I'm not Merkin', but I thought it might be fun to start off with some fairly well-known text, so the first example consists of "We the People...". Having said that, you can replace the text in the source with whatever tickles your fancy. The second example is the sillylollyquay from Hamlet ("To be, or not to be..."). It might also be interesting to take some double-byte text (Genjinomonogatari anyone?) and see how that fries up.
When you add your own text to the source, you should realize that the longer it is, the more "random" it will appear. However, while the PIC12F683 has quite a large slice of memory for such a small chip, it is still fairly limited, so your text will be silently truncated by the compiler to 1kB. You can verify this by running the .cod output file from the compiler through something like:-
strings Hamlet_candle.cod | sed -e 's/4//g' | egrep "To be" | wcThe "strings" command pull ASCII text out of the file. The "sed" filters out the "4", inter-character delimiters and the the "egrep" just pulls out the actual lump of text we're interested in (as opposed to the scads of assembler labels) and hands it off to "wc" to provide a count of lines, words and characters (note that the newline character at the end of the text takes us one character over the real 1024 count).
You obviously need to tailor that command a little to whatever text you're using.

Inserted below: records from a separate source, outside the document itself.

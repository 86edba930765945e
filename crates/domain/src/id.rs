//! Identifier types — room numbers and event envelope ids.

use std::fmt;
use std::str::FromStr;

use serde::{Deserialize, Serialize};

/// Stable identifier of a room, as printed on the door (e.g. `"301"`).
///
/// Rooms are keyed by the identifier the building already uses, so this is
/// an opaque string rather than a generated UUID.
#[derive(Debug, Clone, PartialEq, Eq, Hash, Serialize, Deserialize)]
pub struct RoomId(String);

impl RoomId {
    /// Wrap a room identifier.
    #[must_use]
    pub fn new(id: impl Into<String>) -> Self {
        Self(id.into())
    }

    /// Borrow the identifier as a string slice.
    #[must_use]
    pub fn as_str(&self) -> &str {
        &self.0
    }
}

impl fmt::Display for RoomId {
    fn fmt(&self, f: &mut fmt::Formatter<'_>) -> fmt::Result {
        f.write_str(&self.0)
    }
}

impl From<&str> for RoomId {
    fn from(value: &str) -> Self {
        Self(value.to_string())
    }
}

impl From<String> for RoomId {
    fn from(value: String) -> Self {
        Self(value)
    }
}

impl FromStr for RoomId {
    type Err = std::convert::Infallible;

    fn from_str(s: &str) -> Result<Self, Self::Err> {
        Ok(Self(s.to_string()))
    }
}

macro_rules! define_id {
    ($(#[doc = $doc:expr])* $name:ident) => {
        $(#[doc = $doc])*
        #[derive(Debug, Clone, Copy, PartialEq, Eq, Hash, Serialize, Deserialize)]
        pub struct $name(uuid::Uuid);

        impl Default for $name {
            fn default() -> Self {
                Self(uuid::Uuid::new_v4())
            }
        }

        impl $name {
            /// Generate a new random identifier.
            #[must_use]
            pub fn new() -> Self {
                Self::default()
            }

            /// Access the inner UUID.
            #[must_use]
            pub fn as_uuid(self) -> uuid::Uuid {
                self.0
            }
        }

        impl fmt::Display for $name {
            fn fmt(&self, f: &mut fmt::Formatter<'_>) -> fmt::Result {
                self.0.fmt(f)
            }
        }
    };
}

define_id!(
    /// Unique identifier stamped on each published [`Envelope`](crate::event::Envelope).
    EventId
);
//! Central unit controller — plant-wide run state and the stop cascade.

use std::sync::Arc;

use serde::Serialize;
use tokio::sync::broadcast;

use chiller_domain::event::{Envelope, OperatorEvent, RoomEvent};
use chiller_domain::id::RoomId;
use chiller_domain::plant::CentralUnit;
use chiller_domain::queue::{ServiceQueueEntry, WaitQueueEntry};
use chiller_domain::room::{AcMode, ServiceStatus};
use chiller_domain::time::now;

use crate::broadcaster::EventBroadcaster;
use crate::registry::SharedRegistry;
use crate::services::scheduler::{publish_queue_snapshot, rebalance};

/// Introspection snapshot for health queries.
#[derive(Debug, Clone, Serialize)]
pub struct HealthReport {
    pub plant: CentralUnit,
    pub room_count: usize,
    pub observer_count: usize,
}

/// An operator-scope subscription: snapshots at join time plus the live feed.
pub struct OperatorSubscription {
    pub plant: CentralUnit,
    pub service_queue: Vec<ServiceQueueEntry>,
    pub wait_queue: Vec<WaitQueueEntry>,
    pub receiver: broadcast::Receiver<Envelope<OperatorEvent>>,
}

/// Application service for plant start/stop and plant-level snapshots.
pub struct PlantController {
    registry: SharedRegistry,
    broadcaster: Arc<EventBroadcaster>,
}

impl PlantController {
    /// Create a controller over the shared registry.
    pub fn new(registry: SharedRegistry, broadcaster: Arc<EventBroadcaster>) -> Self {
        Self {
            registry,
            broadcaster,
        }
    }

    /// Start the plant in the given mode (also switches mode while running),
    /// then promote any rooms already waiting for capacity.
    pub async fn start(&self, mode: AcMode) {
        let mut registry = self.registry.lock().await;
        registry.plant.start(mode);

        self.broadcaster
            .publish_operator(OperatorEvent::PlantStatusChanged {
                plant: registry.plant.clone(),
            });
        let promoted = rebalance(&mut registry, &self.broadcaster);
        if promoted > 0 {
            publish_queue_snapshot(&registry, &self.broadcaster);
        }

        tracing::info!(%mode, promoted, "plant started");
    }

    /// Stop the plant and cascade: every powered-on room is forced idle and
    /// off, both queues are cleared, and the serving counter drops to zero.
    ///
    /// Serving rooms get their session folded into the cumulative
    /// statistics, same as a normal release. A single plant status
    /// broadcast and one empty queue snapshot follow the cascade.
    pub async fn stop(&self) {
        let mut registry = self.registry.lock().await;
        let at = now();

        let affected: Vec<RoomId> = registry
            .rooms()
            .filter(|room| room.power_on)
            .map(|room| room.id.clone())
            .collect();

        for room in registry.rooms_mut() {
            if !room.power_on {
                continue;
            }
            if room.service_status == ServiceStatus::Serving {
                room.finalize_session(at);
            } else {
                room.service_start_time = None;
            }
            room.deactivate();
        }

        registry.service_queue.clear();
        registry.wait_queue.clear();
        registry.plant.stop();
        registry.recompute_serving_count();

        for room_id in &affected {
            self.broadcaster.publish_room(
                room_id,
                RoomEvent::ServiceStopped {
                    room_id: room_id.clone(),
                },
            );
        }
        self.broadcaster
            .publish_operator(OperatorEvent::PlantStatusChanged {
                plant: registry.plant.clone(),
            });
        publish_queue_snapshot(&registry, &self.broadcaster);

        tracing::info!(rooms = affected.len(), "plant stopped");
    }

    /// Plant state snapshot.
    pub async fn status(&self) -> CentralUnit {
        self.registry.lock().await.plant.clone()
    }

    /// Health/introspection snapshot: plant state, room count, and the
    /// number of attached observers.
    pub async fn health(&self) -> HealthReport {
        let registry = self.registry.lock().await;
        HealthReport {
            plant: registry.plant.clone(),
            room_count: registry.room_count(),
            observer_count: self.broadcaster.observer_count(),
        }
    }

    /// Subscribe to the operator scope, with immediate plant and queue
    /// snapshots so late joiners are not left stale.
    pub async fn watch_operator(&self) -> OperatorSubscription {
        let registry = self.registry.lock().await;
        let receiver = self.broadcaster.subscribe_operator();
        let (service_queue, wait_queue) = registry.queue_snapshots();
        OperatorSubscription {
            plant: registry.plant.clone(),
            service_queue,
            wait_queue,
            receiver,
        }
    }
}
//! Session-related domain events.
//!
//! Emitted by the session guard on its broadcast channel so that display
//! components (warning dialog, countdown, login prompt) can react without
//! holding a writer handle to the session state.

use serde::{Deserialize, Serialize};
use uuid::Uuid;

/// Events related to the client session lifecycle.
#[derive(Debug, Clone, Serialize, Deserialize)]
#[serde(tag = "type")]
pub enum SessionEvent {
    /// A user logged in and a session was created.
    Created {
        /// The user ID.
        user_id: Uuid,
    },
    /// A persisted session from a previous run was adopted at startup.
    Restored {
        /// The user ID.
        user_id: Uuid,
    },
    /// The credential enters its expiry warning window.
    WarningShown {
        /// Seconds remaining until the credential expires.
        seconds_left: u64,
    },
    /// The user extended the session; the warning is dismissed.
    Extended,
    /// The credential expired (or revalidation failed) and the session
    /// was cleared.
    Expired,
    /// The session was cleared after the inactivity timeout fired.
    IdleTimeout {
        /// How long the session had been idle, in seconds.
        idle_seconds: u64,
    },
    /// The session ended for any other reason (explicit logout).
    Destroyed {
        /// Why the session ended.
        reason: String,
    },
}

The actual JAL source is fairly short. The "pragma" defines at the beginning of the program tell the compiler that we're using a clock frequency of 8MHz, that we're using the internal clock (no external crystal or resonator), no external reset and that almost every other feature (watchdog-reset, brownout, etc) is disabled.
The following section includes a few of the standard JALLIB libraries to provide support for delays, random-numbers and PWM. Those includes are followed by the definitions of the output pins.
Next come the variables and constants ...with the text as one long, unbroken line as a single constant.